NREB lays justifies new solar FIT



by Myrna Velasco May 1, 2016

The National Renewable Energy Board (NREB) has laid down justifications on solar industry players’ bid for the third round of feed-in-tariff (FIT) incentives – anchoring it mainly on arguments whacking their perceived enemy  – coal plants.
However, in the tangible and prudent world of power systems, these technologies cannot just plainly be treated as ‘adversaries’ – because they play a role in ensuring supply security and reliability.
Coal, for one, is reliable for baseload capacity; while RE could be a useful complement to the world’s desperate need to immediately pare down carbon emissions.
The board of the renewable energy body approved on Thursday (April 28) the new FIT rate that must be enforced on solar developments. This is already the third round for this subsidy-leaning industry.
Following the board’s go-signal, NREB chairman Pete Maniego said they will already submit the recommendation both to the Department of Energy (DOE) and the Energy Regulatory Commission.
But, since Energy Secretary Zenaida Y. Monsada previously sounded off to media that they will only subscribe to proposed third round of FIT incentives if the justifications and arguments presented by the NREB would be valid and ‘strong’, Maniego is making sure that their business case will be given weight.

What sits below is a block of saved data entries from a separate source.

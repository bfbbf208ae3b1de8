use axum::{
    Json,
    http::StatusCode,
    response::{IntoResponse, Response},
};
use serde::Serialize;
use thiserror::Error;

#[derive(Debug, Error)]
pub enum AppError {
    #[error("Validation error: {0}")]
    ValidationError(#[from] validator::ValidationErrors),

    #[error("Bad request: {0}")]
    BadRequest(anyhow::Error),

    #[error("Not found: {0}")]
    NotFound(anyhow::Error),

    #[error("Payload too large: {0}")]
    PayloadTooLarge(anyhow::Error),

    /// The external conversion engine failed. The cause is logged, never returned.
    #[error("Conversion failed: {0}")]
    ConversionFailed(anyhow::Error),

    #[error("Internal server error: {0}")]
    InternalError(#[from] anyhow::Error),

    #[error("Service Unavailable: {0}")]
    ServiceUnavailable(String),

    #[error("Configuration error: {0}")]
    ConfigError(anyhow::Error),
}

impl From<config::ConfigError> for AppError {
    fn from(err: config::ConfigError) -> Self {
        AppError::ConfigError(anyhow::Error::new(err))
    }
}

impl From<std::io::Error> for AppError {
    fn from(err: std::io::Error) -> Self {
        AppError::InternalError(anyhow::Error::new(err))
    }
}

impl AppError {
    pub fn status_code(&self) -> StatusCode {
        match self {
            AppError::ValidationError(_) => StatusCode::UNPROCESSABLE_ENTITY,
            AppError::BadRequest(_) => StatusCode::BAD_REQUEST,
            AppError::NotFound(_) => StatusCode::NOT_FOUND,
            AppError::PayloadTooLarge(_) => StatusCode::PAYLOAD_TOO_LARGE,
            AppError::ConversionFailed(_)
            | AppError::InternalError(_)
            | AppError::ConfigError(_) => StatusCode::INTERNAL_SERVER_ERROR,
            AppError::ServiceUnavailable(_) => StatusCode::SERVICE_UNAVAILABLE,
        }
    }
}

impl IntoResponse for AppError {
    fn into_response(self) -> Response {
        #[derive(Serialize)]
        struct ErrorResponse {
            error: String,
            #[serde(skip_serializing_if = "Option::is_none")]
            details: Option<String>,
        }

        let status = self.status_code();
        let (error_message, details) = match self {
            AppError::ValidationError(err) => {
                ("Validation error".to_string(), Some(err.to_string()))
            }
            AppError::BadRequest(err) => (err.to_string(), None),
            AppError::NotFound(err) => (err.to_string(), None),
            AppError::PayloadTooLarge(err) => (err.to_string(), None),
            AppError::ConversionFailed(err) => {
                tracing::error!(error = %format!("{:#}", err), "Conversion failed");
                ("Conversion failed".to_string(), None)
            }
            AppError::InternalError(err) => {
                tracing::error!(error = %format!("{:#}", err), "Internal server error");
                ("Internal server error".to_string(), None)
            }
            AppError::ServiceUnavailable(msg) => ("Service unavailable".to_string(), Some(msg)),
            AppError::ConfigError(err) => {
                ("Configuration error".to_string(), Some(err.to_string()))
            }
        };

        (
            status,
            Json(ErrorResponse {
                error: error_message,
                details,
            }),
        )
            .into_response()
    }
}
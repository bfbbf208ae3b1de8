use crate::models::{ConversionKind, DocumentFormat};
use crate::handlers::upload::read_upload;
use crate::services::Converted;
use crate::startup::AppState;
use axum::{
    extract::{multipart::MultipartRejection, Multipart, State},
    http::{header, HeaderValue, StatusCode},
    response::{IntoResponse, Response},
};
use service_core::error::AppError;

pub async fn word_to_pdf(
    State(state): State<AppState>,
    multipart: Result<Multipart, MultipartRejection>,
) -> Result<Response, AppError> {
    convert(state, ConversionKind::WordToPdf, multipart).await
}

pub async fn pdf_to_word(
    State(state): State<AppState>,
    multipart: Result<Multipart, MultipartRejection>,
) -> Result<Response, AppError> {
    convert(state, ConversionKind::PdfToWord, multipart).await
}

async fn convert(
    state: AppState,
    kind: ConversionKind,
    multipart: Result<Multipart, MultipartRejection>,
) -> Result<Response, AppError> {
    let upload = read_upload(multipart, kind).await?;
    let converted = state.conversions.convert(kind, upload).await?;

    tracing::info!(
        kind = %kind,
        filename = %converted.filename,
        size = converted.data.len(),
        "Returning converted document"
    );

    Ok(attachment(converted))
}

pub fn attachment(converted: Converted) -> Response {
    let Converted {
        filename,
        format,
        data,
    } = converted;

    (
        StatusCode::OK,
        [
            (header::CONTENT_TYPE, content_type(format)),
            (header::CONTENT_DISPOSITION, content_disposition(&filename)),
        ],
        data,
    )
        .into_response()
}

fn content_type(format: DocumentFormat) -> HeaderValue {
    HeaderValue::from_static(format.mime_type())
}

/// `attachment` with an ASCII fallback name plus the RFC 5987 UTF-8 form.
pub fn content_disposition(filename: &str) -> HeaderValue {
    let fallback: String = filename
        .chars()
        .map(|c| {
            if c == ' ' || (c.is_ascii_graphic() && c != '"' && c != '\\') {
                c
            } else {
                '_'
            }
        })
        .collect();

    let value = format!(
        "attachment; filename=\"{}\"; filename*=UTF-8''{}",
        fallback,
        urlencoding::encode(filename)
    );

    HeaderValue::from_str(&value).unwrap_or_else(|_| HeaderValue::from_static("attachment"))
}
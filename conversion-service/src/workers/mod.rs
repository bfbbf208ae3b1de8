mod orchestrator;
mod sweeper;

pub use orchestrator::{enqueue, ConversionJob, WorkerOrchestrator};
pub use sweeper::TaskSweeper;
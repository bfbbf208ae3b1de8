use async_trait::async_trait;
use service_core::error::AppError;
use std::path::{Path, PathBuf};
use tokio::fs;
use uuid::Uuid;

/// File storage addressed by relative keys. Converters need real paths, so
/// every backend also exposes `resolve`.
#[async_trait]
pub trait Storage: Send + Sync {
    async fn upload(&self, key: &str, data: Vec<u8>) -> Result<(), AppError>;
    async fn download(&self, key: &str) -> Result<Vec<u8>, AppError>;
    async fn delete(&self, key: &str) -> Result<(), AppError>;
    /// Remove a whole workspace directory and everything under it.
    async fn delete_workspace(&self, workspace: &str) -> Result<(), AppError>;
    fn resolve(&self, key: &str) -> PathBuf;
}

pub struct LocalStorage {
    base_path: PathBuf,
}

impl LocalStorage {
    pub async fn new(base_path: impl Into<PathBuf>) -> Result<Self, AppError> {
        let base_path = base_path.into();
        if !base_path.exists() {
            fs::create_dir_all(&base_path).await?;
        }
        // soffice resolves relative paths against its own cwd
        let base_path = fs::canonicalize(&base_path).await?;
        Ok(Self { base_path })
    }
}

#[async_trait]
impl Storage for LocalStorage {
    async fn upload(&self, key: &str, data: Vec<u8>) -> Result<(), AppError> {
        let path = self.resolve(key);
        if let Some(parent) = path.parent() {
            fs::create_dir_all(parent).await?;
        }
        fs::write(path, data).await?;
        Ok(())
    }

    async fn download(&self, key: &str) -> Result<Vec<u8>, AppError> {
        let path = self.resolve(key);
        match fs::read(&path).await {
            Ok(data) => Ok(data),
            Err(e) if e.kind() == std::io::ErrorKind::NotFound => {
                Err(AppError::NotFound(anyhow::anyhow!("File not found: {}", key)))
            }
            Err(e) => Err(e.into()),
        }
    }

    async fn delete(&self, key: &str) -> Result<(), AppError> {
        let path = self.resolve(key);
        if path.exists() {
            fs::remove_file(path).await?;
        }
        Ok(())
    }

    async fn delete_workspace(&self, workspace: &str) -> Result<(), AppError> {
        let path = self.resolve(workspace);
        if path.exists() {
            fs::remove_dir_all(path).await?;
        }
        Ok(())
    }

    fn resolve(&self, key: &str) -> PathBuf {
        self.base_path.join(key)
    }
}

/// A unique directory under the storage root, holding one upload and the
/// converter's output for it.
#[derive(Debug, Clone)]
pub struct Workspace {
    pub id: String,
    pub input_name: String,
}

impl Workspace {
    pub fn new(input_name: String) -> Self {
        Self::with_id(Uuid::new_v4().to_string(), input_name)
    }

    pub fn with_id(id: String, input_name: String) -> Self {
        Self { id, input_name }
    }

    pub fn input_key(&self) -> String {
        format!("{}/{}", self.id, self.input_name)
    }

    /// Key of the file the engine writes: same stem, target extension.
    pub fn output_key(&self, extension: &str) -> String {
        format!("{}/{}.{}", self.id, file_stem(&self.input_name), extension)
    }

    pub fn output_name(&self, extension: &str) -> String {
        format!("{}.{}", file_stem(&self.input_name), extension)
    }
}

fn file_stem(name: &str) -> &str {
    Path::new(name)
        .file_stem()
        .and_then(|s| s.to_str())
        .unwrap_or(name)
}

/// Reduce a client-supplied file name to its last path component.
/// Returns `None` when nothing usable is left.
pub fn sanitize_filename(name: &str) -> Option<String> {
    let last = name.rsplit(['/', '\\']).next().unwrap_or(name).trim();
    let cleaned: String = last.chars().filter(|c| !c.is_control()).collect();

    if cleaned.is_empty() || cleaned == "." || cleaned == ".." || cleaned.starts_with('.') {
        return None;
    }
    Some(cleaned)
}
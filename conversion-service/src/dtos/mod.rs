pub mod tasks;

pub use tasks::{TaskResponse, TaskStatusParams, TaskSubmittedResponse};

In an email message to the Manila Bulletin, the NREB chair pointed out that both sides of the technology (RE and fossil fuel-fired plants) must be presented – including their entitlements to both fiscal and non-fiscal incentives under the Investment Priorities Plan.
He opined that “the return on investments of fossil-fired power plants are certain and practically guaranteed as they are shielded from fossil fuel price fluctuations.”
That, he explained, has been anchored on the fact that “under pass-through provision of their PPAs (power purchase agreements) which usually have a term of 25 years, the fuel costs are passed on automatically to consumers.”
The NREB chair, apparently, refers to the previously State-guaranteed independent power producer (IPP) contracts that have already been transferred to private sector administrators.
He similarly reiterated the outcome of a recent study by the Philippine Electricity Market Corporation (PEMC) showing what should have been a possible reduction in electricity rates if ‘the merit order effect of RE” would have been the only factor to be considered.
Nevertheless, because they are incentivized with fixed FIT rates, their overall impact in the blended rate as passed on to consumers would still be a rate hike to the tune of P0.12 per kilowatt hour (kwh) as FIT-Allowance this year.